Activity —
Beneath this task are records; print exactly the stretch of them from the line with "let segments: Vec<String> = relative_dir" through the line with "let path = Path::new(marker);", both ends included.

Data section —

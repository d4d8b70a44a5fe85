//! Route discovery module
//!
//! Walks the mock root once at startup and turns every fixture file into a
//! `Route`. The resulting table is never rebuilt while the server runs.

use super::{Method, Route, RouteTable};
use crate::error::LoadError;
use crate::logger;
use glob::{MatchOptions, Pattern};
use serde_json::Value;
use std::collections::BTreeSet;
use std::path::{Component, Path, PathBuf};

const FIXTURE_EXTENSION: &str = "json";

/// Build the route table from the fixture tree under `root`.
///
/// Every file named exactly `marker` becomes a route whose URL path mirrors
/// its directory relative to `root`. Fixtures declaring no recognized method
/// are dropped. Any unreadable or malformed fixture aborts the whole load.
pub fn load_routes(root: &Path, marker: &str) -> Result<RouteTable, LoadError> {
    validate_marker(marker)?;

    if !root.is_dir() {
        return Err(LoadError::MissingRoot(root.to_path_buf()));
    }

    // glob yields relative paths without a leading "./", so drop it from the root too
    let scan_root: PathBuf = root
        .components()
        .filter(|c| !matches!(c, Component::CurDir))
        .collect();

    let pattern = if scan_root.as_os_str().is_empty() {
        format!("**/{}", Pattern::escape(marker))
    } else {
        format!(
            "{}/**/{}",
            Pattern::escape(&scan_root.to_string_lossy()),
            Pattern::escape(marker)
        )
    };

    let options = MatchOptions {
        case_sensitive: true,
        require_literal_separator: true,
        require_literal_leading_dot: false,
    };

    let mut routes = Vec::new();
    for entry in glob::glob_with(&pattern, options)? {
        let path = entry?;
        if !path.is_file() {
            continue;
        }

        let Ok(source_file) = path.strip_prefix(&scan_root) else {
            logger::log_warning(&format!(
                "Skipping fixture outside mock root: {}",
                path.display()
            ));
            continue;
        };
        let source_file = source_file.to_path_buf();

        let methods = read_route_methods(&path)?;
        if methods.is_empty() {
            logger::log_warning(&format!(
                "Fixture {} declares no HTTP methods, skipping",
                path.display()
            ));
            continue;
        }

        let url_path = derive_url_path(source_file.parent().unwrap_or_else(|| Path::new("")));
        routes.push(Route {
            source_file,
            url_path,
            methods,
        });
    }

    Ok(RouteTable::new(root.to_path_buf(), routes))
}

/// Map a fixture directory (relative to the mock root) to its URL path.
///
/// `users/42` becomes `/users/42`; the root itself becomes `/`.
pub fn derive_url_path(relative_dir: &Path) -> String {
    let segments: Vec<String> = relative_dir
        .components()
        .filter_map(|c| match c {
            Component::Normal(s) => Some(s.to_string_lossy().into_owned()),
            _ => None,
        })
        .collect();

    format!("/{}", segments.join("/"))
}

fn validate_marker(marker: &str) -> Result<(), LoadError> {
    let path = Path::new(marker);
    let is_plain_name = path.file_name().and_then(|n| n.to_str()) == Some(marker);
    let has_extension = path.extension().and_then(|e| e.to_str()) == Some(FIXTURE_EXTENSION);

    if is_plain_name && has_extension {
        Ok(())
    } else {
        Err(LoadError::InvalidMarker(marker.to_string()))
    }
}

/// Collect the recognized method keys of one fixture file
fn read_route_methods(path: &Path) -> Result<BTreeSet<Method>, LoadError> {
    let content = std::fs::read(path).map_err(|source| LoadError::Read {
        path: path.to_path_buf(),
        source,
    })?;

    let document: Value = serde_json::from_slice(&content).map_err(|source| LoadError::Parse {
        path: path.to_path_buf(),
        source,
    })?;

    let Value::Object(map) = document else {
        return Err(LoadError::NotAnObject(path.to_path_buf()));
    };

    Ok(map.keys().filter_map(|k| Method::from_key(k)).collect())
}

#[cfg(test)]
mod tests {
    use super::*;
    use crate::test_support::MockDir;
    use rstest::rstest;

    #[rstest]
    #[case("", "/")]
    #[case("users", "/users")]
    #[case("a/b", "/a/b")]
    #[case("api/v1/orders", "/api/v1/orders")]
    fn test_derive_url_path(#[case] dir: &str, #[case] expected: &str) {
        assert_eq!(derive_url_path(Path::new(dir)), expected);
    }

    #[test]
    fn test_load_nested_and_root_fixtures() {
        let mocks = MockDir::new();
        mocks.write("endpoint.json", r#"{"GET": []}"#);
        mocks.write("users/endpoint.json", r#"{"GET": {"id": 1}, "POST": {}}"#);
        mocks.write("a/b/endpoint.json", r#"{"DELETE": null}"#);

        let table = load_routes(mocks.path(), "endpoint.json").unwrap();
        let mut paths: Vec<&str> = table.routes().iter().map(|r| r.url_path.as_str()).collect();
        paths.sort_unstable();
        assert_eq!(paths, vec!["/", "/a/b", "/users"]);

        let users = table.routes().iter().find(|r| r.url_path == "/users").unwrap();
        assert_eq!(users.source_file, Path::new("users").join("endpoint.json"));
        assert!(users.supports(Method::Get));
        assert!(users.supports(Method::Post));
        assert!(!users.supports(Method::Put));
    }

    #[test]
    fn test_unrecognized_keys_are_ignored() {
        let mocks = MockDir::new();
        mocks.write("things/endpoint.json", r#"{"GET": 1, "FOO": 2, "get": 3}"#);

        let table = load_routes(mocks.path(), "endpoint.json").unwrap();
        assert_eq!(table.len(), 1);
        let methods: Vec<Method> = table.routes()[0].methods.iter().copied().collect();
        assert_eq!(methods, vec![Method::Get]);
    }

    #[test]
    fn test_fixture_without_methods_is_dropped() {
        let mocks = MockDir::new();
        mocks.write("empty/endpoint.json", "{}");
        mocks.write("other/endpoint.json", r#"{"HEAD": "x"}"#);

        let table = load_routes(mocks.path(), "endpoint.json").unwrap();
        assert!(table.is_empty());
    }

    #[test]
    fn test_only_exact_marker_name_is_loaded() {
        let mocks = MockDir::new();
        mocks.write("a/myendpoint.json", r#"{"GET": 1}"#);
        mocks.write("b/endpoint.json.bak", r#"{"GET": 1}"#);
        mocks.write("c/data.json", r#"{"GET": 1}"#);
        mocks.write("d/endpoint.json", r#"{"GET": 1}"#);

        let table = load_routes(mocks.path(), "endpoint.json").unwrap();
        assert_eq!(table.len(), 1);
        assert_eq!(table.routes()[0].url_path, "/d");
    }

    #[test]
    fn test_invalid_json_aborts_load() {
        let mocks = MockDir::new();
        mocks.write("ok/endpoint.json", r#"{"GET": 1}"#);
        mocks.write("broken/endpoint.json", r#"{"GET": "#);

        let err = load_routes(mocks.path(), "endpoint.json").unwrap_err();
        assert!(matches!(err, LoadError::Parse { .. }));
    }

    #[test]
    fn test_non_object_fixture_aborts_load() {
        let mocks = MockDir::new();
        mocks.write("list/endpoint.json", "[1, 2]");

        let err = load_routes(mocks.path(), "endpoint.json").unwrap_err();
        assert!(matches!(err, LoadError::NotAnObject(_)));
    }

    #[test]
    fn test_missing_root_is_fatal() {
        let mocks = MockDir::new();
        let missing = mocks.path().join("does-not-exist");

        let err = load_routes(&missing, "endpoint.json").unwrap_err();
        assert!(matches!(err, LoadError::MissingRoot(_)));
    }

    #[rstest]
    #[case("endpoint.yaml")]
    #[case("nested/endpoint.json")]
    #[case("")]
    fn test_invalid_marker_rejected(#[case] marker: &str) {
        let mocks = MockDir::new();
        let err = load_routes(mocks.path(), marker).unwrap_err();
        assert!(matches!(err, LoadError::InvalidMarker(_)));
    }

    #[test]
    fn test_marker_directory_is_skipped() {
        let mocks = MockDir::new();
        mocks.write("trap/endpoint.json/inner.txt", "not a fixture");
        mocks.write("real/endpoint.json", r#"{"PUT": true}"#);

        let table = load_routes(mocks.path(), "endpoint.json").unwrap();
        assert_eq!(table.len(), 1);
        assert_eq!(table.routes()[0].url_path, "/real");
    }

    #[test]
    fn test_table_root_is_kept_for_fixture_reads() {
        let mocks = MockDir::new();
        mocks.write("users/endpoint.json", r#"{"GET": 1}"#);

        let table = load_routes(mocks.path(), "endpoint.json").unwrap();
        let route = &table.routes()[0];
        assert!(table.fixture_path(route).is_file());
    }
}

Task response —
    let segments: Vec<String> = relative_dir
        .components()
        .filter_map(|c| match c {
            Component::Normal(s) => Some(s.to_string_lossy().into_owned()),
            _ => None,
        })
        .collect();

    format!("/{}", segments.join("/"))
}

fn validate_marker(marker: &str) -> Result<(), LoadError> {
    let path = Path::new(marker);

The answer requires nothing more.